Il terzo motivo è di natura politica: la protesta degli agricoltori contro il Pit è stata cavalcata dall’assessore all’agricoltura che si è messo alla testa dell’opposizione al Piano; dimenticando che il Piano – per ciò che riguarda le direttive e la disciplina rivolta al mondo rurale – è stata concordato parola per parola con i suoi uffici e che lui stesso lo ha approvato in giunta senza aver niente da obiettare. Difficile dire se l’assessore stia a capo o dietro alla protesta; certo è che non vuole che il Pit, con le sue direttive, condizioni il Piano di sviluppo rurale e, volente o meno, fa parte di uno schieramento che attacca il presidente Enrico Rossi colpevole di una politica un po’ più di sinistra rispetto a quella renziana. Può essere una tattica di logoramento, tuttavia il  bersaglio grosso, è l’approvazione del Pit rimandata alla prossima legislatura, dove tutto può cambiare: non più Marson, la nuova legge urbanistica cassata e la politica regionale ancora più spostata verso le grandi opere, le autostrade, gli inceneritori, ecc. D’altronde, Salvadori, nel cui  curriculum vanamente si cercherebbe qualche competenza rispetto ai problemi del mondo agricolo, è un sostenitore dell’agro-industria; è, per fare un esempio, un convinto supporter  del progetto della mega-centrale a combustione di biomasse, “riconversione” dell’ex zuccherificio Sadam di Castiglion Fiorentino – un inceneritore mascherato.

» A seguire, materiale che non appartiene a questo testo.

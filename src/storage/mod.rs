//! Storage interfaces and implementations.
//!
//! Three seams live here: the event store the engine reads from, the
//! checkpoint store it advances, and the subscription lock it holds.

pub mod checkpoint_store;
pub mod event_store;
pub mod lock;
pub mod mock;
pub mod native;

#[cfg(any(feature = "sqlite", feature = "postgres"))]
pub mod schema;

#[cfg(any(feature = "sqlite", feature = "postgres"))]
pub mod sql;

#[cfg(feature = "sqlite")]
pub mod sqlite;

#[cfg(feature = "postgres")]
pub mod postgres;

pub use checkpoint_store::CheckpointStore;
pub use event_store::{AppendResult, EventStore, ExpectedRevision, StreamMetadata};
pub use lock::{lock_id_for, LockGuard, SubscriptionLock};
pub use mock::{MockCheckpointStore, MockEventStore, MockSubscriptionLock};
pub use native::EventStoreCheckpointStore;

#[cfg(any(feature = "sqlite", feature = "postgres"))]
pub use sql::{RelationalBackend, SqlCheckpointStore};

#[cfg(feature = "sqlite")]
pub use sqlite::{SqliteBackend, SqliteCheckpointStore, SqliteEventStore, SqliteSubscriptionLock};

#[cfg(feature = "postgres")]
pub use postgres::{PostgresAdvisoryLock, PostgresBackend, PostgresCheckpointStore};

/// Result type for storage operations.
pub type Result<T> = std::result::Result<T, StorageError>;

/// Errors that can occur during storage operations.
#[derive(Debug, thiserror::Error)]
pub enum StorageError {
    #[error("Wrong expected revision on {stream_id}: expected {expected}, actual {actual:?}")]
    WrongExpectedRevision {
        stream_id: String,
        expected: ExpectedRevision,
        actual: Option<u64>,
    },

    #[error("Invalid position value: {0}")]
    InvalidPosition(i64),

    #[error("Position out of storable range: {0}")]
    PositionOutOfRange(u64),

    #[error("Invalid timestamp: {0}")]
    InvalidTimestamp(String),

    #[cfg(any(feature = "sqlite", feature = "postgres"))]
    #[error("Database error: {0}")]
    Database(#[from] sqlx::Error),

    #[error("Serialization error: {0}")]
    Serialization(#[from] serde_json::Error),

    #[error("Storage unavailable: {0}")]
    Unavailable(String),
}

/// Convert a stored signed integer back into a position.
#[cfg(any(feature = "sqlite", feature = "postgres"))]
pub(crate) fn position_from_db(value: i64) -> Result<crate::model::Position> {
    u64::try_from(value)
        .map(crate::model::Position)
        .map_err(|_| StorageError::InvalidPosition(value))
}

/// Convert a position into the signed integer column type.
#[cfg(any(feature = "sqlite", feature = "postgres"))]
pub(crate) fn position_to_db(position: crate::model::Position) -> Result<i64> {
    i64::try_from(position.0).map_err(|_| StorageError::PositionOutOfRange(position.0))
}

/// Parse a stored RFC 3339 timestamp.
#[cfg(any(feature = "sqlite", feature = "postgres"))]
pub(crate) fn timestamp_from_db(value: &str) -> Result<chrono::DateTime<chrono::Utc>> {
    chrono::DateTime::parse_from_rfc3339(value)
        .map(|dt| dt.with_timezone(&chrono::Utc))
        .map_err(|_| StorageError::InvalidTimestamp(value.to_string()))
}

Rimane il rimpianto che anche quella parte del mondo toscano che era o sembrava più aperta al cambiamento e più consapevole che un paesaggio sano, ricco di testimonianze e bello, aiuta a vendere i prodotti ed è un valore economico prezioso – ad esempio il Consorzio Chianti Classico, che ha pur sempre una fondazione per la tutela del territorio, – si sia accodata acriticamente alla guerra scatenata contro il Piano; una operazione che mira soprattutto alla distruzione personale dell’assessore Marson; ciò che forse non è “polpottismo”, ma sicuramente è bieco stalinismo.

 

2 thoughts on “«POL POT IN TOSCANA»

  1. Vorrei esprimere tutta la mia solidarietà di cittadino comune all’assessore Marson, che stimo e rispetto, di fronte a questa mostruosa campagna di diffamazione a mezzo stampa, evidentemente basata sul METODO BOFFO.